Элен посмотрела на заколоченное окно. Щели между досками были едва ли в полдюйма шириной, но она чувствовала, что животное встало на задние лапы с другой стороны, следя за нею сквозь щель. Теперь, когда Элен немного успокоилась, она слышала чужое разгоряченное дыхание; она слышала, как когти скребут подоконник.

- Проклятая тварь, - сказала она. - Черт с тобой, оставайся там.

Она попятилась к воротам. Мириады мокриц и пауков, потревоженные после перемещения груды ковров у ворот, суетились под ногами и отыскивали местечко потемнее для своего нового приюта.

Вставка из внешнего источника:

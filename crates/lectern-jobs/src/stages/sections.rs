//! Grouping of keyframes into contiguous sections for summarization.
//!
//! The walk compares each keyframe with the last keyframe of the section
//! being built and decides whether to start a new section. Split rules, in
//! order:
//!
//! 1. the gap from the previous keyframe exceeds `gap_secs`
//! 2. the section would exceed `max_duration_secs`, or otherwise is past 80%
//!    of the target duration and the content changed
//! 3. the section already holds `max_keyframes`
//! 4. the content changed and the section already meets both minimums
//! 5. the section is more than 1.5x the fair share of the remaining keyframes
//!
//! A split is vetoed while the section is shorter than `min_duration_secs`.
//! Once `max_sections - 1` sections are closed, the rest forms the last one.
//! A final pass folds undersized sections into their predecessor.

use std::collections::HashSet;

use tracing::debug;

use lectern_core::{defaults, Keyframe, Section};

/// Similarity reported when neither keyframe has OCR text.
const SIMILARITY_BOTH_EMPTY: f64 = 0.6;

/// Similarity reported when exactly one keyframe has OCR text.
const SIMILARITY_ONE_EMPTY: f64 = 0.2;

#[derive(Debug, Clone, PartialEq)]
pub struct SectionConfig {
    pub gap_secs: f64,
    pub min_duration_secs: f64,
    pub max_duration_secs: f64,
    pub min_keyframes: usize,
    pub max_keyframes: usize,
    pub similarity_threshold: f64,
    pub max_sections: usize,
}

impl Default for SectionConfig {
    fn default() -> Self {
        Self {
            gap_secs: defaults::SECTION_GAP_SECS,
            min_duration_secs: defaults::SECTION_MIN_DURATION_SECS,
            max_duration_secs: defaults::SECTION_MAX_DURATION_SECS,
            min_keyframes: defaults::SECTION_MIN_KEYFRAMES,
            max_keyframes: defaults::SECTION_MAX_KEYFRAMES,
            similarity_threshold: defaults::SECTION_SIMILARITY_THRESHOLD,
            max_sections: defaults::SECTION_MAX_COUNT,
        }
    }
}

impl SectionConfig {
    pub fn with_max_sections(mut self, max_sections: usize) -> Self {
        self.max_sections = max_sections;
        self
    }
}

/// Jaccard similarity of the lower-cased OCR words of two keyframes.
pub fn content_similarity(a: &Keyframe, b: &Keyframe) -> f64 {
    let text_a = a.ocr_text().to_lowercase();
    let text_b = b.ocr_text().to_lowercase();
    let words_a: HashSet<&str> = text_a.split_whitespace().collect();
    let words_b: HashSet<&str> = text_b.split_whitespace().collect();

    match (words_a.is_empty(), words_b.is_empty()) {
        (true, true) => SIMILARITY_BOTH_EMPTY,
        (true, false) | (false, true) => SIMILARITY_ONE_EMPTY,
        (false, false) => {
            let intersection = words_a.intersection(&words_b).count();
            let union = words_a.union(&words_b).count();
            intersection as f64 / union as f64
        }
    }
}

/// Half-open keyframe index range plus its time span.
#[derive(Debug, Clone, Copy)]
struct Span {
    start: usize,
    end: usize,
    start_secs: f64,
    end_secs: f64,
}

impl Span {
    fn len(&self) -> usize {
        self.end - self.start
    }

    fn duration(&self) -> f64 {
        self.end_secs - self.start_secs
    }
}

/// Split timestamp-ordered `keyframes` into sections.
///
/// Every keyframe lands in exactly one section and sections are returned in
/// time order. An empty input yields no sections.
pub fn group_keyframes_into_sections<'a>(
    keyframes: &'a [Keyframe],
    config: &SectionConfig,
) -> Vec<Section<'a>> {
    let Some(first) = keyframes.first() else {
        return Vec::new();
    };
    let n = keyframes.len();
    let max_sections = config.max_sections.max(1);
    if max_sections == 1 {
        return vec![Section {
            start_secs: first.timestamp_secs,
            end_secs: keyframes[n - 1].timestamp_secs,
            keyframes,
        }];
    }
    let total = keyframes[n - 1].timestamp_secs - first.timestamp_secs;
    let target = total / max_sections as f64;

    let mut spans: Vec<Span> = Vec::new();
    let mut current = Span {
        start: 0,
        end: 1,
        start_secs: first.timestamp_secs,
        end_secs: first.timestamp_secs,
    };
    let mut closed_early = false;

    for i in 1..n {
        let kf = &keyframes[i];
        let last = &keyframes[i - 1];
        let similarity = content_similarity(last, kf);
        let duration = kf.timestamp_secs - current.start_secs;
        let count = current.len();

        let mut split = kf.timestamp_secs - last.timestamp_secs > config.gap_secs;
        if duration > config.max_duration_secs {
            split = true;
        } else if duration > target * 0.8 && similarity < config.similarity_threshold {
            split = true;
        }
        if count >= config.max_keyframes {
            split = true;
        }
        if similarity < config.similarity_threshold
            && count >= config.min_keyframes
            && duration >= config.min_duration_secs
        {
            split = true;
        }
        let remaining_keyframes = (n - i) as f64;
        let remaining_sections = max_sections as i64 - spans.len() as i64 - 1;
        if remaining_sections > 0
            && count as f64 > remaining_keyframes / remaining_sections as f64 * 1.5
        {
            split = true;
        }
        if split && duration < config.min_duration_secs {
            split = false;
        }

        if !split {
            current.end = i + 1;
            current.end_secs = kf.timestamp_secs;
            continue;
        }

        current.end_secs = last.timestamp_secs;
        spans.push(current);
        if spans.len() >= max_sections - 1 {
            spans.push(Span {
                start: i,
                end: n,
                start_secs: kf.timestamp_secs,
                end_secs: keyframes[n - 1].timestamp_secs,
            });
            closed_early = true;
            break;
        }
        current = Span {
            start: i,
            end: i + 1,
            start_secs: kf.timestamp_secs,
            end_secs: kf.timestamp_secs,
        };
    }
    if !closed_early {
        spans.push(current);
    }

    let before_merge = spans.len();
    let mut merged: Vec<Span> = Vec::with_capacity(spans.len());
    for span in spans {
        let undersized =
            span.duration() < config.min_duration_secs || span.len() < config.min_keyframes;
        match merged.last_mut() {
            Some(prev) if undersized => {
                prev.end = span.end;
                prev.end_secs = span.end_secs;
            }
            _ => merged.push(span),
        }
    }

    debug!(
        subsystem = "jobs",
        component = "sections",
        keyframe_count = n,
        before_merge,
        sections = merged.len(),
        "Grouped keyframes into sections"
    );

    merged
        .into_iter()
        .map(|span| Section {
            start_secs: span.start_secs,
            end_secs: span.end_secs,
            keyframes: &keyframes[span.start..span.end],
        })
        .collect()
}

Элен затворила за собой ворота. Проходя вдоль фасадов квартала, она услышала рев сирен; отвратительный, двойной, то возвышающийся, то опадающий звук, от которого шевелились волосы на затылке. Сирены приближались. Она прибавила ходу и попала в Баттс-корт как раз в тот момент, когда несколько полисменов шагали по траве, обогнув костер, а скорая помощь въехала на тротуар и покатила в конец двора.

Жители дома появлялись из дверей и стояли на балконах, глядя вниз. Другие люди, не скрывая любопытства, спешили присоединиться к столпившимся во дворе. Элен показалось, что сердце у нее оборвалось, когда она поняла, где находится центр всеобщего внимания: у порога дома Энн-Мари. Полиция расчищала путь сквозь толпу для врачей скорой помощи. Вторая полицейская машина последовала по тротуару в том же направлении, что и скорая помощь. Из машины вылезли два полицейских в гражданской одежде.